Which lines of the records below contain the word "contains"? Show each one.

*** Material to process Section Begins ***

//! Integration tests for the iptables runner and chain synchronizer
//!
//! These run the real process-spawning runner against `tests/mock_iptables.sh`,
//! copied into a temporary directory per test so each one gets its own
//! invocation log. No privileges are required.

#![cfg(unix)]

use chainward::core::error::IptablesErrorPattern;
use chainward::elevation::ElevationMethod;
use chainward::{ChainCommand, ChainSync, CommandRunner, Error, IptablesRunner, SyncSettings};
use std::os::unix::fs::PermissionsExt;
use std::path::{Path, PathBuf};
use std::time::Duration;
use tempfile::TempDir;

struct MockIptables {
    dir: TempDir,
    binary: PathBuf,
}

impl MockIptables {
    fn install() -> Self {
        let dir = tempfile::tempdir().unwrap();
        let binary = dir.path().join("iptables");
        let source = Path::new(env!("CARGO_MANIFEST_DIR")).join("tests/mock_iptables.sh");
        std::fs::copy(&source, &binary).unwrap();
        std::fs::set_permissions(&binary, std::fs::Permissions::from_mode(0o755)).unwrap();
        Self { dir, binary }
    }

    fn runner(&self) -> IptablesRunner {
        IptablesRunner::new(&self.binary, ElevationMethod::None)
    }

    fn invocations(&self) -> Vec<String> {
        std::fs::read_to_string(self.dir.path().join("invocations.log"))
            .unwrap_or_default()
            .lines()
            .map(ToString::to_string)
            .collect()
    }
}

#[tokio::test]
async fn test_commands_reach_the_binary() {
    let mock = MockIptables::install();
    let runner = mock.runner();

    runner
        .run(&ChainCommand::append("EDGE", "10.0.0.1", "ACCEPT"))
        .await
        .unwrap();
    runner
        .run(&ChainCommand::append_interface("EDGE", "wg0", "ACCEPT"))
        .await
        .unwrap();
    runner.run(&ChainCommand::flush("EDGE")).await.unwrap();

    assert_eq!(
        mock.invocations(),
        [
            "-A EDGE -s 10.0.0.1 -j ACCEPT",
            "-A EDGE -i wg0 -j ACCEPT",
            "-F EDGE"
        ]
    );
}

#[tokio::test]
async fn test_nonzero_exit_carries_stderr() {
    let mock = MockIptables::install();
    let err = mock
        .runner()
        .run(&ChainCommand::append("EDGE", "203.0.113.66", "ACCEPT"))
        .await
        .unwrap_err();

    match err {
        Error::Iptables {
            message,
            stderr,
            exit_code,
        } => {
            assert_eq!(exit_code, Some(2));
            assert!(stderr.unwrap().contains("Bad argument"));
            let translation = IptablesErrorPattern::match_error(&message);
            assert!(translation.user_message.contains("rejected"));
        }
        other => panic!("unexpected error: {other}"),
    }
}

#[tokio::test]
async fn test_missing_chain_is_translated() {
    let mock = MockIptables::install();
    let err = mock
        .runner()
        .run(&ChainCommand::flush("MISSING"))
        .await
        .unwrap_err();

    let Error::Iptables { message, .. } = err else {
        panic!("expected an iptables error");
    };
    let translation = IptablesErrorPattern::match_error(&message);
    assert!(translation.suggestions.iter().any(|s| s.contains("-N")));
}

#[tokio::test]
async fn test_missing_binary() {
    let dir = tempfile::tempdir().unwrap();
    let runner = IptablesRunner::new(dir.path().join("iptables"), ElevationMethod::None);

    let err = runner
        .run(&ChainCommand::flush("EDGE"))
        .await
        .unwrap_err();

    let Error::Iptables {
        message, exit_code, ..
    } = err
    else {
        panic!("expected an iptables error");
    };
    assert_eq!(exit_code, None);
    assert!(
        IptablesErrorPattern::match_error(&message)
            .user_message
            .contains("not installed")
    );
}

#[tokio::test]
async fn test_sync_rebuilds_through_the_binary() {
    let mock = MockIptables::install();
    let sync = ChainSync::new(
        SyncSettings::new("EDGE").with_ttl(Duration::from_secs(60)),
        mock.runner(),
    )
    .unwrap();

    assert!(sync.add("10.0.0.1").await.unwrap());
    assert!(sync.add("10.0.0.2").await.unwrap());
    assert!(!sync.add("10.0.0.2").await.unwrap());
    assert!(sync.remove("10.0.0.1").await.unwrap());

    assert_eq!(
        mock.invocations(),
        [
            "-A EDGE -s 10.0.0.1 -j ACCEPT",
            "-A EDGE -s 10.0.0.2 -j ACCEPT",
            "-F EDGE",
            "-A EDGE -s 10.0.0.2 -j ACCEPT"
        ]
    );
    assert_eq!(sync.list().keys().collect::<Vec<_>>(), ["10.0.0.2"]);
}

#[tokio::test]
async fn test_sync_does_not_track_failed_admission() {
    let mock = MockIptables::install();
    let sync = ChainSync::new(SyncSettings::new("EDGE"), mock.runner()).unwrap();

    assert!(sync.add("203.0.113.66").await.is_err());
    assert!(!sync.exists("203.0.113.66"));

    // Nothing to rebuild, so no flush is issued
    assert!(!sync.remove("203.0.113.66").await.unwrap());
    assert_eq!(mock.invocations(), ["-A EDGE -s 203.0.113.66 -j ACCEPT"]);
}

*** Material to process Section Ends ***

▶ _Response below_
            assert!(stderr.unwrap().contains("Bad argument"));
            assert!(translation.user_message.contains("rejected"));
    assert!(translation.suggestions.iter().any(|s| s.contains("-N")));
            .contains("not installed")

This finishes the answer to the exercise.